Ao querer barrar a inclusão de um estranho numa conversa, paulistanos de décadas atrás costumavam falar: “Sapo de fora não chia.” Embora em desuso, a expressão diz muito sobre o passado da capital paulista, que completa 450 anos no domingo 25. Cercada de várzeas e áreas alagadas, a São Paulo antiga exibia uma alta taxa de batráquios per capita devido à crescente extinção de seus predadores. Em noites sem lua, era comum tropeçar nas criaturas viscosas, que, vindas
dos charcos vizinhos aos rios Anhangabaú e Tamanduateí, formavam uma saltitante orquestra de coaxares. Essa São Paulo interiorana, posteriormente enterrada pela selva de concreto e asfalto, felizmente foi documentada com o aparecimento da fotografia na segunda metade do século XIX. E graças à preservação dos acervos pode agora ser apreciada em dois livros primorosos: São Paulo anos 20 – andar, vagar, perder-se (Melhoramentos, 144 págs., R$ 129), de João Luiz Musa, Ricardo Mendes e Evandro Carlos Jardim, e Cadernos de fotografia brasileira – São Paulo 450 anos (Instituto Moreira Salles, 496 págs.,
R$ 120), com textos de especialistas. O primeiro reúne 40 imagens
tiradas no centro velho de São Paulo por um fotógrafo anônimo, entre 1925 e 1935. O segundo traz mais de 450 flagrantes de 51 artistas,
como Militão Augusto de Azevedo, Guilherme Gaensly, Vincenzo Pastore, Hildergard Rosenthal, Thomaz Farkas e Cristiano Mascaro, focalizando desde o ano de 1826 até os dias de hoje.

Os negativos de São Paulo anos 20 foram encontrados por acaso nos arquivos da editora Melhoramentos, em 1989, impressos em placas de vidro de 18 x 24 cm. A conclusão de que se tratava de trabalhos de um mesmo autor veio da observação de marcas comuns nos vidros, da linguagem clássica usada em todas as imagens e do mesmo critério de exposição e revelação. “Pela ausência de selos nas placas, vê-se logo que não eram fotos de um estúdio famoso.
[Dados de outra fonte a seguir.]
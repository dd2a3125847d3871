//! Configuration file discovery.

use std::path::{Path, PathBuf};

use anyhow::{Context, Result};
use logifly::LogiflyConfig;
use tracing::debug;

const CONFIG_FILE_NAME: &str = "config.toml";

/// Default location: `<config dir>/logifly/config.toml`.
pub fn default_config_path() -> Option<PathBuf> {
    dirs::config_dir().map(|dir| dir.join("logifly").join(CONFIG_FILE_NAME))
}

/// Load the configuration from `explicit`, or from the default location.
///
/// A missing default file yields an empty configuration; a missing explicit
/// file is an error.
pub fn load(explicit: Option<&Path>) -> Result<LogiflyConfig> {
    if let Some(path) = explicit {
        debug!("Loading config from {}", path.display());
        return LogiflyConfig::load(path)
            .with_context(|| format!("Failed to load config from {}", path.display()));
    }

    match default_config_path() {
        Some(path) if path.exists() => {
            debug!("Loading config from {}", path.display());
            LogiflyConfig::load(&path)
                .with_context(|| format!("Failed to load config from {}", path.display()))
        }
        _ => {
            debug!("No configuration file found, starting without groups");
            Ok(LogiflyConfig::default())
        }
    }
}

#[cfg(test)]
mod tests {
    use super::*;
    use std::io::Write;

    #[test]
    fn test_load_explicit_file() {
        let mut file = tempfile::NamedTempFile::new().unwrap();
        writeln!(file, "[[groups]]\nname = \"alerts\"").unwrap();

        let config = load(Some(file.path())).unwrap();
        assert_eq!(config.groups.len(), 1);
        assert_eq!(config.groups[0].name, "alerts");
    }

    #[test]
    fn test_missing_explicit_file_is_an_error() {
        let dir = tempfile::tempdir().unwrap();
        let err = load(Some(&dir.path().join("missing.toml"))).unwrap_err();
        assert!(err.to_string().contains("Failed to load config"));
    }
}
//! Discord webhook client.
//!
//! Delivers plain messages and embeds through a Discord webhook URL. Each
//! request is a single POST bounded by the configured timeout.

use std::time::Duration;

use async_trait::async_trait;
use chrono::Utc;
use reqwest::Client;
use serde::{Deserialize, Serialize};
use serde_json::{Map, Value, json};
use tracing::{debug, warn};

use super::{
    ConnectionTester, EmbedOptions, EmbedSender, Message, PlatformClient, SendOptions, Severity,
};
use crate::validators::{WebhookPlatform, is_valid_webhook_url, validate_required};
use crate::{Error, Result};

const PLATFORM: &str = "discord";
const PLATFORM_LABEL: &str = "Discord";

/// Message sent by [`DiscordClient::test_connection`].
pub const CONNECTION_TEST_MESSAGE: &str = "logifly connection test successful! 🚀";

/// Discord client configuration.
#[derive(Debug, Clone, Serialize, Deserialize)]
pub struct DiscordConfig {
    /// Discord webhook URL.
    pub webhook_url: String,
    /// Default username for the webhook.
    #[serde(default = "default_username")]
    pub username: String,
    /// Default avatar URL. Empty means the webhook's own avatar.
    #[serde(default)]
    pub avatar_url: String,
    /// Embed color used when an embed does not set one.
    #[serde(default = "default_color")]
    pub default_color: u32,
    /// Request timeout in milliseconds.
    #[serde(default = "default_timeout_ms")]
    pub timeout_ms: u64,
}

fn default_username() -> String {
    "logifly Bot".to_string()
}

fn default_color() -> u32 {
    0x3498db
}

fn default_timeout_ms() -> u64 {
    5000
}

impl Default for DiscordConfig {
    fn default() -> Self {
        Self {
            webhook_url: String::new(),
            username: default_username(),
            avatar_url: String::new(),
            default_color: default_color(),
            timeout_ms: default_timeout_ms(),
        }
    }
}

/// Discord webhook client.
#[derive(Debug)]
pub struct DiscordClient {
    config: DiscordConfig,
    client: Client,
}

impl DiscordClient {
    /// Create a new Discord client.
    ///
    /// Fails with a configuration error when the webhook URL is missing or
    /// does not look like a Discord webhook.
    pub fn new(config: DiscordConfig) -> Result<Self> {
        validate_required(&[("webhook_url", &config.webhook_url)], PLATFORM_LABEL)?;

        if !is_valid_webhook_url(&config.webhook_url, WebhookPlatform::Discord) {
            return Err(Error::config(
                "Invalid Discord webhook URL format. Expected: https://discord.com/api/webhooks/...",
            ));
        }

        Self::from_validated(config)
    }

    fn from_validated(config: DiscordConfig) -> Result<Self> {
        let client = crate::http::build_client(Duration::from_millis(config.timeout_ms))?;
        Ok(Self { config, client })
    }

    pub fn config(&self) -> &DiscordConfig {
        &self.config
    }

    /// Send a green success embed.
    pub async fn success(&self, title: &str, description: &str) -> Result<Value> {
        self.send_embed(&EmbedOptions::severity(Severity::Success, title, description))
            .await
    }

    /// Send a red error embed.
    pub async fn error(&self, title: &str, description: &str) -> Result<Value> {
        self.send_embed(&EmbedOptions::severity(Severity::Error, title, description))
            .await
    }

    /// Send a yellow warning embed.
    pub async fn warn(&self, title: &str, description: &str) -> Result<Value> {
        self.send_embed(&EmbedOptions::severity(Severity::Warning, title, description))
            .await
    }

    /// Send a blue informational embed.
    pub async fn info(&self, title: &str, description: &str) -> Result<Value> {
        self.send_embed(&EmbedOptions::severity(Severity::Info, title, description))
            .await
    }

    /// Build the webhook payload for a message.
    fn build_payload(&self, message: &Message, options: &SendOptions) -> Value {
        let mut payload = Map::new();

        let username = options.username.as_deref().unwrap_or(&self.config.username);
        if !username.is_empty() {
            payload.insert("username".to_string(), json!(username));
        }
        let avatar_url = options
            .avatar_url
            .as_deref()
            .unwrap_or(&self.config.avatar_url);
        if !avatar_url.is_empty() {
            payload.insert("avatar_url".to_string(), json!(avatar_url));
        }

        match message {
            Message::Text(content) => {
                payload.insert("content".to_string(), json!(content));
            }
            Message::Payload(fields) => {
                payload.extend(fields.iter().map(|(k, v)| (k.clone(), v.clone())));
            }
        }

        Value::Object(payload)
    }

    /// Build the Discord embed object, filling the color and timestamp defaults.
    fn build_embed(&self, embed: &EmbedOptions) -> Result<Value> {
        let mut embed = embed.clone();
        if embed.color.is_none() {
            embed.color = Some(self.config.default_color);
        }
        if embed.timestamp.is_none() {
            embed.timestamp = Some(Utc::now().to_rfc3339());
        }
        Ok(serde_json::to_value(embed)?)
    }
}

#[async_trait]
impl PlatformClient for DiscordClient {
    fn platform(&self) -> &str {
        PLATFORM
    }

    async fn send(&self, message: &Message, options: &SendOptions) -> Result<Value> {
        let payload = self.build_payload(message, options);

        let response = self
            .client
            .post(&self.config.webhook_url)
            .json(&payload)
            .send()
            .await
            .map_err(|e| {
                Error::send(
                    PLATFORM_LABEL,
                    format!("Discord API Error: Unknown - {}", e),
                )
            })?;

        let status = response.status();
        if !status.is_success() {
            let body = response.text().await.unwrap_or_default();
            warn!("Discord webhook failed: {} - {}", status, body);
            return Err(Error::send(
                PLATFORM_LABEL,
                format!("Discord API Error: {} - {}", status.as_u16(), body),
            ));
        }

        debug!("Discord message delivered ({})", status);
        Ok(json!({
            "success": true,
            "platform": PLATFORM,
            "timestamp": Utc::now().to_rfc3339(),
        }))
    }

    fn as_embed_sender(&self) -> Option<&dyn EmbedSender> {
        Some(self)
    }

    fn as_connection_tester(&self) -> Option<&dyn ConnectionTester> {
        Some(self)
    }
}

#[async_trait]
impl EmbedSender for DiscordClient {
    async fn send_embed(&self, embed: &EmbedOptions) -> Result<Value> {
        let embed = self.build_embed(embed)?;
        let message = Message::payload(json!({ "embeds": [embed] }));
        self.send(&message, &SendOptions::default()).await
    }
}

#[async_trait]
impl ConnectionTester for DiscordClient {
    async fn test_connection(&self) -> Result<bool> {
        match self
            .send(&Message::text(CONNECTION_TEST_MESSAGE), &SendOptions::default())
            .await
        {
            Ok(_) => Ok(true),
            Err(e) => {
                debug!("Discord connection test failed: {}", e);
                Ok(false)
            }
        }
    }
}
Mas eram de um cara que sabia manipular o preto-e-branco, sabia colocar a sombra no lugar”, afirma Musa. É verdade. Os registros encantam não apenas por trazer à tona ângulos desaparecidos da cidade, entre eles as construções assobradadas do Largo da Memória, como pela beleza da luz e a gradação de cinza das imagens. Vistas desertas, a exemplo da rua Álvares Penteado, indicam que as andanças do fotógrafo aconteciam nos fins-de-semana. Devido à grande profundidade de campo, foi também possível ampliar detalhes curiosos, como as rodas de madeira do caminhão de entregas da Cervejaria Antarctica, estacionado na rua José Bonifácio.

Informação visual igualmente não falta nas páginas do belo Cadernos de fotografia brasileira, a ser lançado na quinta-feira 22, durante abertura da exposição São Paulo 450 anos – a imagem e a memória da cidade no acervo do Instituto Moreira Salles, na Galeria de Arte do Sesi. Na seção dedicada a Militão Augusto de Azevedo (1837-1905), com as fotos mais antigas da cidade, pode-se conhecer aquela São Paulo das ruas de terra, registrada nas fotos do Largo do Capim, em frente à Igreja de São Francisco, feita por volta de 1862. A avenida Paulista, com todos os casarões dos barões do café ladeados de frondosas árvores, aparece numa imagem de 1902, clicada pelo suíço Guilherme Gaensly (1843-1928). Contemporâneo de Gaensly, mas dotado de uma preocupação mais social, o italiano Vincenzo Pastore (1865-1918) está representado por dez fotos de gente do povo, como a que mostra dois negros num banco de praça. A reunião das imagens publicadas nos dois livros evoca o nascer e o crescimento de uma metrópole que caminhou paralela ao progresso, mas, infelizmente, pouco respeitou seu passado.